Letztes Jahr, als Tesla versuchte, in den indischen Markt einzudringen, geriet Musk in ein Hin und Her Beleidigungen mit einem indischstämmigen Milliardär und erweiterte einen kontroversen Beitrag mit der Behauptung: „Wenn Inder England betreten und Engländer werden würden, dann würden die Engländer, die Indien betreten, Inder werden. Deshalb herrschten die Engländer nicht über Indien …“
Ich werde keinen Platz damit verschwenden, den Unterschied zwischen Kolonisierung und Einwanderung zu erklären, denn keiner der Leser von TheStreet ist so stumpfsinnig, aber man kann mit Sicherheit sagen, dass Tesla in Indien bisher große Probleme hatte, und nur die Zeit wird zeigen, ob eine teure neue Version des Y dabei helfen wird, die Dinge zu ändern.
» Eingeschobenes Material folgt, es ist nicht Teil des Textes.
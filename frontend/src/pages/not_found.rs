use yew::prelude::*;

#[function_component(NotFound)]
pub fn not_found() -> Html {
    html! {
        <div class="not-found-page container mx-auto px-4 py-8 text-center">
            <h1 class="text-2xl font-bold text-gray-900 mb-2">{"404 - Page Not Found"}</h1>
            <p class="text-gray-600">{"The page you're looking for doesn't exist."}</p>
        </div>
    }
}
Tesla bringt neues Model Y auf den Markt, um den Absatz in Indien anzukurbeln
Am Mittwoch brachte Tesla eine neue sechssitzige Version des Model Y auf den Markt, die auf der ganzen Welt beliebt ist, nur nicht in Indien.
Das Modell YL verfügt über Sitzplätze in der dritten Reihe, eine Reichweite zwischen 500 und 681 km und einen Preis von etwa 61,99 Lakh Rupien (6,2 Millionen Rupien oder 66.000 US-Dollar). nach zum Overdrive Magazine. Während der Preis von 66.000 US-Dollar für ein Model Y mit Allradantrieb im Vergleich zum Preis von 64.000 US-Dollar für das reguläre Model Y ein Schnäppchen zu sein scheint, liegt der Durchschnittspreis für ein Elektrofahrzeug in Indien derzeit bei Mviel niedriger. Zum Beispiel, BYDDer Model-Y-Konkurrent BYD Sealion 7 kostet dort umgerechnet etwa 53.000 bis 59.000 US-Dollar.
Zur Veranschaulichung: Tesla hat das Model YL letztes Jahr in China zu einem Startpreis von etwa 49.700 US-Dollar eingeführt.
Zwischen Mitte Juli, als es auf den indischen Markt kam, und Februar, Tesla erhielt Bestellungen für etwas mehr als 600 Fahrzeuge im Land, laut Medienberichten.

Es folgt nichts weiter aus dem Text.